Problem to work on:
Which lines run from the line with "impl std::fmt::Display for Flavor" through the line with "value is treated" in the entries below? Print them exactly, both ends included, and nothing more.

(Saved entries)
>>>>

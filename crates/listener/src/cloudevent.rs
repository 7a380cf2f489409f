//! CloudEvent HTTP bindings.
//!
//! Two content modes are accepted:
//!
//! - **Binary**: attributes in `ce-*` headers, body is the event `data`
//!   (a Pub/Sub `MessagePublishedData`). A plain Pub/Sub push request has the
//!   same body and no `ce-*` headers, so it is handled here too.
//! - **Structured**: `Content-Type: application/cloudevents+json`, body is the
//!   whole event including `data`.

use axum::http::{header, HeaderMap};
use notifier::{CloudEvent, MessagePublishedData, Timestamp};

const STRUCTURED_CONTENT_TYPE: &str = "application/cloudevents+json";

/// Builds a [`CloudEvent`] from an HTTP request.
///
/// # Errors
///
/// Returns the JSON error if the body does not match the content mode.
pub fn from_request(headers: &HeaderMap, body: &[u8]) -> Result<CloudEvent, serde_json::Error> {
    if is_structured(headers) {
        return serde_json::from_slice(body);
    }

    let data: MessagePublishedData = serde_json::from_slice(body)?;
    let mut event = CloudEvent::from_data(data);
    event.id = header_str(headers, "ce-id");
    event.source = header_str(headers, "ce-source");
    event.event_type = header_str(headers, "ce-type");
    event.time = header_str(headers, "ce-time")
        .as_deref()
        .and_then(Timestamp::parse_rfc3339);
    Ok(event)
}

fn is_structured(headers: &HeaderMap) -> bool {
    headers
        .get(header::CONTENT_TYPE)
        .and_then(|v| v.to_str().ok())
        .is_some_and(|v| v.trim_start().starts_with(STRUCTURED_CONTENT_TYPE))
}

fn header_str(headers: &HeaderMap, name: &str) -> Option<String> {
    headers
        .get(name)
        .and_then(|v| v.to_str().ok())
        .map(str::to_string)
}
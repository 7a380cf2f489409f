//! Inbound event envelope and build payload decoding.
//!
//! A build notification arrives as a CloudEvent wrapping a Pub/Sub message.
//! The message `data` is a base64-encoded JSON document shaped like a Cloud
//! Build resource:
//!
//! ```text
//! CloudEvent.data.message.data = base64({"status": "...", "substitutions": {...}, ...})
//! ```
//!
//! Decoding happens in two steps so routing can short-circuit early:
//!
//! 1. [`CloudEvent::decode_build`] turns the envelope into [`BuildData`].
//! 2. [`BuildData::route`] resolves the trigger name; only a known
//!    [`Flavor`] proceeds to [`BuildData::into_event`], which extracts the
//!    fields the dispatcher needs.

use std::collections::HashMap;

use base64::engine::general_purpose::STANDARD;
use base64::Engine as _;
use serde::{Deserialize, Serialize};

use crate::{BucketName, BuildStatus, DecodeError, Flavor, RequestId, Timestamp};

/// Substitution carrying the name of the trigger that started the build.
pub const TRIGGER_NAME_KEY: &str = "TRIGGER_NAME";
/// Substitution carrying the RAD Lab request ID.
pub const REQUEST_ID_KEY: &str = "_REQUEST_ID";
/// Substitution carrying the Terraform state bucket.
pub const STORAGE_BUCKET_KEY: &str = "_STORAGE_BUCKET";

// ---------------------------------------------------------------------------
// Envelope
// ---------------------------------------------------------------------------

/// A CloudEvent carrying a Pub/Sub message.
///
/// In structured content mode the whole document deserialises into this type.
/// In binary content mode the attributes arrive as `ce-*` headers and only
/// `data` is in the body; the listener assembles the envelope itself.
#[derive(Debug, Clone, PartialEq, Serialize, Deserialize)]
pub struct CloudEvent {
    /// Event ID assigned by the producer.
    #[serde(default)]
    pub id: Option<String>,

    /// Event source (e.g. `//pubsub.googleapis.com/projects/p/topics/cloud-builds`).
    #[serde(default)]
    pub source: Option<String>,

    /// Event type (e.g. `google.cloud.pubsub.topic.v1.messagePublished`).
    #[serde(default, rename = "type")]
    pub event_type: Option<String>,

    /// Time the event was produced.
    #[serde(default)]
    pub time: Option<Timestamp>,

    /// Event payload.
    pub data: MessagePublishedData,
}

impl CloudEvent {
    /// Wraps Pub/Sub message data in an envelope with no CloudEvent attributes.
    pub fn from_data(data: MessagePublishedData) -> Self {
        Self {
            id: None,
            source: None,
            event_type: None,
            time: None,
            data,
        }
    }

    /// Decodes the embedded build payload.
    ///
    /// # Errors
    ///
    /// Returns [`DecodeError`] if the message has no data, the data is not
    /// base64, or the decoded bytes are not a JSON build resource.
    pub fn decode_build(&self) -> Result<BuildData, DecodeError> {
        let encoded = self
            .data
            .message
            .data
            .as_deref()
            .ok_or(DecodeError::MissingField {
                field: "message.data",
            })?;
        let value = decode_message_data(encoded)?;
        serde_json::from_value(value).map_err(DecodeError::Payload)
    }
}

/// Payload of a `messagePublished` CloudEvent.
#[derive(Debug, Clone, PartialEq, Serialize, Deserialize)]
pub struct MessagePublishedData {
    /// The published message.
    pub message: PubsubMessage,

    /// Subscription that delivered the message.
    #[serde(default)]
    pub subscription: Option<String>,
}

/// A Pub/Sub message as delivered in a push request.
#[derive(Debug, Clone, PartialEq, Serialize, Deserialize)]
#[serde(rename_all = "camelCase")]
pub struct PubsubMessage {
    /// Base64-encoded message body.
    #[serde(default)]
    pub data: Option<String>,

    /// Message attributes (Cloud Build sets `buildId` and `status`).
    #[serde(default)]
    pub attributes: HashMap<String, String>,

    /// Server-assigned message ID.
    #[serde(default)]
    pub message_id: Option<String>,
}

impl PubsubMessage {
    /// Creates a message whose body is `payload` serialised as JSON and
    /// base64-encoded, the way Cloud Build publishes build resources.
    pub fn from_json(payload: &serde_json::Value) -> Self {
        Self {
            data: Some(encode_message_data(payload)),
            attributes: HashMap::new(),
            message_id: None,
        }
    }
}

// ---------------------------------------------------------------------------
// Payload decoding
// ---------------------------------------------------------------------------

/// Decodes base64 message data into a JSON document.
///
/// # Errors
///
/// Returns [`DecodeError::Base64`] or [`DecodeError::Json`].
pub fn decode_message_data(encoded: &str) -> Result<serde_json::Value, DecodeError> {
    let bytes = STANDARD.decode(encoded.trim())?;
    serde_json::from_slice(&bytes).map_err(DecodeError::Json)
}

/// Serialises `payload` as JSON and base64-encodes it.
pub fn encode_message_data(payload: &serde_json::Value) -> String {
    STANDARD.encode(payload.to_string())
}

/// The subset of a Cloud Build resource the relay reads.
#[derive(Debug, Clone, PartialEq, Serialize, Deserialize)]
#[serde(rename_all = "camelCase")]
pub struct BuildData {
    /// Build ID.
    #[serde(default)]
    pub id: Option<String>,

    /// Build status (e.g. `"SUCCESS"`).
    #[serde(default)]
    pub status: Option<String>,

    /// Build substitutions, including `TRIGGER_NAME`.
    pub substitutions: HashMap<String, String>,

    /// Console URL of the build log.
    #[serde(default)]
    pub log_url: Option<String>,
}

impl BuildData {
    /// Returns the raw trigger name, if the build carries one.
    pub fn trigger_name(&self) -> Option<&str> {
        self.substitutions.get(TRIGGER_NAME_KEY).map(String::as_str)
    }

    /// Resolves the trigger name against the known flavors.
    ///
    /// `None` means the build came from an unrelated trigger.
    pub fn route(&self) -> Option<Flavor> {
        self.trigger_name().and_then(Flavor::from_trigger_name)
    }

    /// Extracts the fields needed to fetch state and dispatch `flavor`.
    ///
    /// # Errors
    ///
    /// Returns [`DecodeError::MissingField`] if the request ID or bucket is
    /// absent or empty. A build without a status is treated as not successful.
    pub fn into_event(mut self, flavor: Flavor) -> Result<BuildEvent, DecodeError> {
        let status = self
            .status
            .take()
            .map(BuildStatus::new)
            .unwrap_or_else(|| BuildStatus::new(""));
        let request_id = self
            .substitutions
            .remove(REQUEST_ID_KEY)
            .and_then(RequestId::new)
            .ok_or(DecodeError::MissingField {
                field: REQUEST_ID_KEY,
            })?;
        let bucket = self
            .substitutions
            .remove(STORAGE_BUCKET_KEY)
            .and_then(BucketName::new)
            .ok_or(DecodeError::MissingField {
                field: STORAGE_BUCKET_KEY,
            })?;

        Ok(BuildEvent {
            flavor,
            status,
            request_id,
            bucket,
            build_id: self.id,
            log_url: self.log_url,
        })
    }
}

/// A routed build notification with everything the dispatcher needs.
#[derive(Debug, Clone, PartialEq)]
pub struct BuildEvent {
    /// Flavor resolved from the trigger name.
    pub flavor: Flavor,
    /// Build status.
    pub status: BuildStatus,
    /// RAD Lab request ID.
    pub request_id: RequestId,
    /// Bucket holding the Terraform state.
    pub bucket: BucketName,
    /// Build ID, for log correlation.
    pub build_id: Option<String>,
    /// Build log URL, for log correlation.
    pub log_url: Option<String>,
}
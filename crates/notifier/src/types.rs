//! Shared value types for the notifier domain.
//!
//! Unlike the newtype identifiers in [`crate::identifiers`], these types carry
//! routing and status meaning: the closed set of deployment flavors, the build
//! status, and the records fetched from external services.

use chrono::{DateTime, Utc};
use serde::{Deserialize, Serialize};

use crate::DocumentPath;

// ---------------------------------------------------------------------------
// Routing
// ---------------------------------------------------------------------------

/// The deployment flavors this relay knows how to follow up on.
///
/// Each flavor corresponds to exactly one build trigger. Converting a raw
/// trigger name with [`Flavor::from_trigger_name`] is the only allow-list
/// check in the system.
#[derive(Debug, Clone, Copy, PartialEq, Eq, Hash, PartialOrd, Ord, Serialize, Deserialize)]
#[serde(rename_all = "snake_case")]
pub enum Flavor {
    /// AlphaFold protein structure prediction.
    AlphaFold,
    /// Data science notebooks.
    DataScience,
    /// Genomics via the Cromwell workflow engine.
    GenomicsCromwell,
    /// Genomics via the dsub batch tool.
    GenomicsDsub,
    /// Open-source silicon design.
    SiliconDesign,
}

impl Flavor {
    /// Every flavor, in declaration order.
    pub const ALL: [Flavor; 5] = [
        Flavor::AlphaFold,
        Flavor::DataScience,
        Flavor::GenomicsCromwell,
        Flavor::GenomicsDsub,
        Flavor::SiliconDesign,
    ];

    /// Resolves a build trigger name to its flavor.
    ///
    /// Matching is exact and case-sensitive. Returns `None` for builds that
    /// were not produced by a RAD Lab launch trigger.
    pub fn from_trigger_name(trigger_name: &str) -> Option<Self> {
        Self::ALL
            .into_iter()
            .find(|flavor| flavor.trigger_name() == trigger_name)
    }

    /// Returns the build trigger name that produces events for this flavor.
    pub fn trigger_name(self) -> &'static str {
        match self {
            Self::AlphaFold => "rad-lab-launch-alpha-fold-pub-sub",
            Self::DataScience => "rad-lab-launch-data-science-pub-sub",
            Self::GenomicsCromwell => "rad-lab-launch-genomics-cromwell",
            Self::GenomicsDsub => "rad-lab-launch-genomics-dsub",
            Self::SiliconDesign => "rad-lab-launch-silicon-design",
        }
    }

    /// Returns a short label for logs (e.g. `"data_science"`).
    pub fn as_str(self) -> &'static str {
        match self {
            Self::AlphaFold => "alpha_fold",
            Self::DataScience => "data_science",
            Self::GenomicsCromwell => "genomics_cromwell",
            Self::GenomicsDsub => "genomics_dsub",
            Self::SiliconDesign => "silicon_design",
        }
    }
}

impl std::fmt::Display for Flavor {
    fn fmt(&self, f: &mut std::fmt::Formatter<'_>) -> std::fmt::Result {
        f.write_str(self.as_str())
    }
}

// ---------------------------------------------------------------------------
// Build status
// ---------------------------------------------------------------------------

/// Status of the build that produced the event (e.g. `"SUCCESS"`, `"FAILURE"`).
///
/// Only [`BuildStatus::SUCCESS`] is interpreted; every other value is treated
/// uniformly as "not success".
#[derive(Debug, Clone, PartialEq, Eq, Hash, Serialize, Deserialize)]
pub struct BuildStatus(String);

impl BuildStatus {
    /// The success sentinel.
    pub const SUCCESS: &'static str = "SUCCESS";

    /// Wraps a raw status string.
    pub fn new(status: impl Into<String>) -> Self {
        Self(status.into())
    }

    /// Returns `true` if the build succeeded.
    pub fn is_success(&self) -> bool {
        self.0 == Self::SUCCESS
    }

    /// Returns the status as a string slice.
    pub fn as_str(&self) -> &str {
        &self.0
    }
}

impl std::fmt::Display for BuildStatus {
    fn fmt(&self, f: &mut std::fmt::Formatter<'_>) -> std::fmt::Result {
        write!(f, "{}", self.0)
    }
}

// ---------------------------------------------------------------------------
// Time
// ---------------------------------------------------------------------------

/// A UTC wall-clock timestamp.
///
/// Wraps [`chrono::DateTime<Utc>`] so callers never depend on `chrono` types
/// directly.
#[derive(Debug, Clone, Copy, PartialEq, Eq, PartialOrd, Ord, Serialize, Deserialize)]
pub struct Timestamp(DateTime<Utc>);

impl Timestamp {
    /// Parses an RFC 3339 timestamp (e.g. `"2024-05-01T12:00:00.123Z"`).
    ///
    /// Returns `None` if the value is not valid RFC 3339.
    pub fn parse_rfc3339(value: &str) -> Option<Self> {
        DateTime::parse_from_rfc3339(value)
            .ok()
            .map(|dt| Self(dt.with_timezone(&Utc)))
    }
}

impl std::fmt::Display for Timestamp {
    fn fmt(&self, f: &mut std::fmt::Formatter<'_>) -> std::fmt::Result {
        write!(f, "{}", self.0.to_rfc3339())
    }
}

// ---------------------------------------------------------------------------
// Fetched records
// ---------------------------------------------------------------------------

/// The request document for a deployment, as returned by the document store.
///
/// Its fields are opaque to the relay and handed to handlers unparsed. A
/// document that does not exist is represented by a record with no fields,
/// mirroring a document-store snapshot whose `exists` flag is false.
#[derive(Debug, Clone, PartialEq, Serialize, Deserialize)]
pub struct RequestRecord {
    /// Path the record was read from.
    pub path: DocumentPath,

    /// Raw document fields, or `None` when the document does not exist.
    pub fields: Option<serde_json::Value>,

    /// Last modification time reported by the store.
    pub update_time: Option<Timestamp>,
}

impl RequestRecord {
    /// Creates a record for a document that exists.
    pub fn found(path: DocumentPath, fields: serde_json::Value) -> Self {
        Self {
            path,
            fields: Some(fields),
            update_time: None,
        }
    }

    /// Creates the empty representation of a document that does not exist.
    pub fn missing(path: DocumentPath) -> Self {
        Self {
            path,
            fields: None,
            update_time: None,
        }
    }

    /// Sets the last modification time.
    #[must_use]
    pub fn with_update_time(mut self, update_time: Timestamp) -> Self {
        self.update_time = Some(update_time);
        self
    }

    /// Returns `true` if the document exists.
    pub fn exists(&self) -> bool {
        self.fields.is_some()
    }
}

/// A managed notebook instance as reported by the instance API.
///
/// Only the fields logged by the relay are typed; the rest of the resource is
/// kept verbatim in `extra`.
#[derive(Debug, Clone, PartialEq, Serialize, Deserialize)]
#[serde(rename_all = "camelCase")]
pub struct NotebookInstance {
    /// Fully-qualified resource name.
    #[serde(default)]
    pub name: String,

    /// Lifecycle state (e.g. `"ACTIVE"`, `"PROVISIONING"`).
    #[serde(default)]
    pub state: Option<String>,

    /// URL of the JupyterLab proxy, once the instance is serving.
    #[serde(default)]
    pub proxy_uri: Option<String>,

    /// All remaining resource fields.
    #[serde(flatten)]
    pub extra: serde_json::Map<String, serde_json::Value>,
}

<<<<

Task answer:
impl std::fmt::Display for Flavor {
    fn fmt(&self, f: &mut std::fmt::Formatter<'_>) -> std::fmt::Result {
        f.write_str(self.as_str())
    }
}

// ---------------------------------------------------------------------------
// Build status
// ---------------------------------------------------------------------------

/// Status of the build that produced the event (e.g. `"SUCCESS"`, `"FAILURE"`).
///
/// Only [`BuildStatus::SUCCESS`] is interpreted; every other value is treated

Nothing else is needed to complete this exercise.